Come documentato da testimonianze conservate presso gli archivi del MAIC, del Comitato geologico e sulle pagine del Bollettino, Zaccagna riuscì a resistere a ripetuti tentativi di convincerlo a terminare il lavoro, complici, va detto, i suoi stessi superiori. Dal 1891 al 1894 il ministero gli aveva affidato la direzione della Scuola mineraria di Carrara, e nei due decenni successivi continuò a incaricarlo di nuovi rilevamenti in Liguria, nel Biellese e nel Bresciano. Zaccagna venne anche messo a disposizione di altri ministeri e amministrazioni pubbliche: per es., per rilevamenti idrogeologici in Tripolitania (febbraio-giugno1914), per eseguire perizie ferroviarie e patrimoniali o occuparsi di interventi edilizi nella natìa Carrara, in cui continuò a svolgere lucrose attività imprenditoriali e professionali, attirandosi le invidie di colleghi.
I lavori di Zaccagna sulle Alpi Apuane costituiscono il contributo più duraturo della sua opera, non tanto per le interpretazioni della tettonica elucidate nella Memoria del 1932, inevitabilmente superate, quanto per la precisione di rilievi accuratissimi a grande scala, ancor oggi utili agli studiosi della regione o del marmo delle Apuane (P. Conti et al., Note illustrative della Carta geologica d’Italia alla scala 1:50.000. Foglio 260, Viareggio, Roma 2012, pp. 10 s.)
Il secondo filone delle sue ricerche e della sua inesauribile vena polemica concerneva lo studio delle Alpi occidentali. Dal 1883 al 1885 percorreva le Alpi Cozie e Marittime, allestendo una carta all’1:500.000 che venne presentata al Congresso geologico internazionale di Berlino del 1885, per passare poi, nel 1886, alle Alpi Graie e Pennine. Affidava i primi risultati delle sue ricerche a una memoria, Sulla geologia delle Alpi Graie, con due tavole di sezione ed una Carta geologica (Bollettino del Reale Comitato geologico, s. 2, VIII (1887), pp. 346-417). Collaborò anche alla pubblicazione della Carta geologica delle Alpi occidentali alla scala 1:400.000 (Roma 1908).
L’Ufficio geologico diretto da Giordano proclamava che la precisione geometrica dei rilevamenti condotti da ingegneri delle miniere avrebbe evitato le annose polemiche che rendevano impossibile un accordo sui risultati ottenuti da parte di geologi universitari o provenienti dalle scienze naturali.

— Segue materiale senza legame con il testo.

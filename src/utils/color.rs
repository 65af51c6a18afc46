use ratatui::style::{Color, Style};

#[derive(Debug, Clone, Copy, PartialEq, Eq)]
pub enum ColorDepth {
    Truecolor,
    X256,
    X16,
}

/// Detect terminal color depth.
/// Priority: PARLEY_COLOR override -> COLORTERM truecolor/24bit -> TERM *256color -> 16.
pub fn detect_color_depth() -> ColorDepth {
    color_depth_from(
        std::env::var("PARLEY_COLOR").ok().as_deref(),
        std::env::var("COLORTERM").ok().as_deref(),
        std::env::var("TERM").ok().as_deref(),
    )
}

fn color_depth_from(force: Option<&str>, colorterm: Option<&str>, term: Option<&str>) -> ColorDepth {
    if let Some(force) = force {
        match force.trim().to_ascii_lowercase().as_str() {
            "truecolor" | "24bit" | "24-bit" => return ColorDepth::Truecolor,
            "256" | "x256" | "256color" => return ColorDepth::X256,
            "16" | "ansi" | "x16" => return ColorDepth::X16,
            _ => {}
        }
    }

    if let Some(colorterm) = colorterm {
        let s = colorterm.to_ascii_lowercase();
        if s.contains("truecolor") || s.contains("24bit") {
            return ColorDepth::Truecolor;
        }
    }
    if term.is_some_and(|t| t.to_ascii_lowercase().contains("256color")) {
        return ColorDepth::X256;
    }
    ColorDepth::X16
}

/// Parse `#rgb`, `#rrggbb`, `rgb(r, g, b)` or a named ANSI color.
pub fn parse_color(spec: &str) -> Option<Color> {
    let lower = spec.trim().to_ascii_lowercase();
    if let Some(hex) = lower.strip_prefix('#') {
        return parse_hex(hex);
    }
    if let Some(inner) = lower.strip_prefix("rgb(").and_then(|s| s.strip_suffix(')')) {
        let parts: Vec<u8> = inner
            .split([',', ' '])
            .filter(|t| !t.is_empty())
            .map(|t| t.parse::<u16>().map(|v| v.min(255) as u8))
            .collect::<Result<_, _>>()
            .ok()?;
        return match parts.as_slice() {
            [r, g, b] => Some(Color::Rgb(*r, *g, *b)),
            _ => None,
        };
    }
    let named = match lower.as_str() {
        "black" => Color::Black,
        "white" => Color::White,
        "gray" | "grey" => Color::Gray,
        "dark_gray" | "dark-gray" | "darkgray" | "dark-grey" => Color::DarkGray,
        "red" => Color::Red,
        "light_red" | "light-red" => Color::LightRed,
        "green" => Color::Green,
        "light_green" | "light-green" => Color::LightGreen,
        "blue" => Color::Blue,
        "light_blue" | "light-blue" => Color::LightBlue,
        "cyan" | "teal" => Color::Cyan,
        "light_cyan" | "light-cyan" => Color::LightCyan,
        "magenta" | "purple" => Color::Magenta,
        "light_magenta" | "light-magenta" | "pink" => Color::LightMagenta,
        "yellow" => Color::Yellow,
        "light_yellow" | "light-yellow" => Color::LightYellow,
        "reset" => Color::Reset,
        _ => return None,
    };
    Some(named)
}

fn parse_hex(hex: &str) -> Option<Color> {
    let expanded: String = match hex.len() {
        3 => hex.chars().flat_map(|c| [c, c]).collect(),
        6 => hex.to_string(),
        _ => return None,
    };
    let channel = |i: usize| u8::from_str_radix(&expanded[i..i + 2], 16).ok();
    Some(Color::Rgb(channel(0)?, channel(2)?, channel(4)?))
}

/// Map a color to the nearest representable color in the chosen depth.
pub fn quantize_color(color: Color, depth: ColorDepth) -> Color {
    match (color, depth) {
        (Color::Rgb(r, g, b), ColorDepth::X256) => Color::Indexed(rgb_to_cube_index(r, g, b)),
        (Color::Rgb(r, g, b), ColorDepth::X16) => nearest_ansi16(r, g, b),
        (other, _) => other,
    }
}

pub fn quantize_style(mut style: Style, depth: ColorDepth) -> Style {
    if let Some(fg) = style.fg {
        style.fg = Some(quantize_color(fg, depth));
    }
    if let Some(bg) = style.bg {
        style.bg = Some(quantize_color(bg, depth));
    }
    style
}

fn rgb_to_cube_index(r: u8, g: u8, b: u8) -> u8 {
    fn level(c: u8) -> u8 {
        // xterm cube levels: 0, 95, 135, 175, 215, 255
        match c {
            0..=47 => 0,
            48..=114 => 1,
            _ => ((c - 35) / 40).min(5),
        }
    }
    16 + 36 * level(r) + 6 * level(g) + level(b)
}

fn nearest_ansi16(r: u8, g: u8, b: u8) -> Color {
    const ANSI16: [(u8, u8, u8, Color); 16] = [
        (0, 0, 0, Color::Black),
        (205, 0, 0, Color::Red),
        (0, 205, 0, Color::Green),
        (205, 205, 0, Color::Yellow),
        (0, 0, 205, Color::Blue),
        (205, 0, 205, Color::Magenta),
        (0, 205, 205, Color::Cyan),
        (192, 192, 192, Color::Gray),
        (128, 128, 128, Color::DarkGray),
        (255, 0, 0, Color::LightRed),
        (0, 255, 0, Color::LightGreen),
        (255, 255, 0, Color::LightYellow),
        (92, 92, 255, Color::LightBlue),
        (255, 0, 255, Color::LightMagenta),
        (0, 255, 255, Color::LightCyan),
        (255, 255, 255, Color::White),
    ];

    let dist = |(rr, gg, bb): (u8, u8, u8)| {
        let dr = i32::from(rr) - i32::from(r);
        let dg = i32::from(gg) - i32::from(g);
        let db = i32::from(bb) - i32::from(b);
        dr * dr + dg * dg + db * db
    };

    ANSI16
        .iter()
        .min_by_key(|(rr, gg, bb, _)| dist((*rr, *gg, *bb)))
        .map(|entry| entry.3)
        .unwrap_or(Color::Reset)
}

#[cfg(test)]
mod tests {
    use super::*;

    #[test]
    fn parses_hex_rgb_and_names() {
        assert_eq!(parse_color("#673AB7"), Some(Color::Rgb(0x67, 0x3a, 0xb7)));
        assert_eq!(parse_color("#fff"), Some(Color::Rgb(255, 255, 255)));
        assert_eq!(parse_color("rgb(1, 2, 300)"), Some(Color::Rgb(1, 2, 255)));
        assert_eq!(parse_color("Teal"), Some(Color::Cyan));
        assert_eq!(parse_color("#12345"), None);
        assert_eq!(parse_color("rgb(1,2)"), None);
        assert_eq!(parse_color("chartreuse-ish"), None);
    }

    #[test]
    fn depth_detection_prefers_override() {
        assert_eq!(
            color_depth_from(Some("16"), Some("truecolor"), None),
            ColorDepth::X16
        );
        assert_eq!(
            color_depth_from(None, Some("truecolor"), Some("xterm-256color")),
            ColorDepth::Truecolor
        );
        assert_eq!(
            color_depth_from(None, None, Some("xterm-256color")),
            ColorDepth::X256
        );
        assert_eq!(color_depth_from(None, None, Some("vt100")), ColorDepth::X16);
    }

    #[test]
    fn quantizes_bubble_colors() {
        let purple = Color::Rgb(0x67, 0x3a, 0xb7);
        assert_eq!(quantize_color(purple, ColorDepth::Truecolor), purple);
        assert!(matches!(
            quantize_color(purple, ColorDepth::X256),
            Color::Indexed(_)
        ));
        assert_eq!(
            quantize_color(Color::Rgb(250, 250, 250), ColorDepth::X16),
            Color::White
        );
        assert_eq!(quantize_color(Color::Cyan, ColorDepth::X16), Color::Cyan);
    }
}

L’auspicio non si concretizzò: il dissidio sull’interpretazione della stratigrafia e tettonica delle Alpi occidentali scoppiato tra Zaccagna e Secondo Franchi, suo sottoposto nel rilevamento della regione dal 1888 al 1891, poi acerrimo rivale, perdurò sino alla morte dei protagonisti. Zaccagna rifiutò sistematicamente ogni ipotesi di compromesso sulla datazione delle ‘Pietre verdi’, formazioni di calcescisti che il carrarese riteneva ostinatamente prepaleozoiche, e che Franchi e altri dichiaravano appartenere al Mesozoico (P. Mosca - G. Fioraso, La Carta geologica delle Alpi occidentali in scala 1:400.000, in Memorie descrittive della Carta geologica d’Italia, C (2017), pp. 61-72). Già nella riunione ispettiva tenutasi a Carrara nell’ottobre del 1893, sollecitata da Miraglia, Zaccagna aveva chiesto che fosse aggiunta alla relazione sulle Apuane una sua dichiarazione in cui accusava Franchi di utilizzare le tavolette di campagna da lui rilevate: l’Ufficio geologico non aveva il diritto di affidare ad altri il risultato del suo lavoro. Diciotto anni dopo, non trovandosi un accordo tra i due, una commissione nominata dal Comitato geologico, pur elogiando i rilevamenti di Zaccagna, diede ragione a Franchi, il che non semplificò affatto le cose.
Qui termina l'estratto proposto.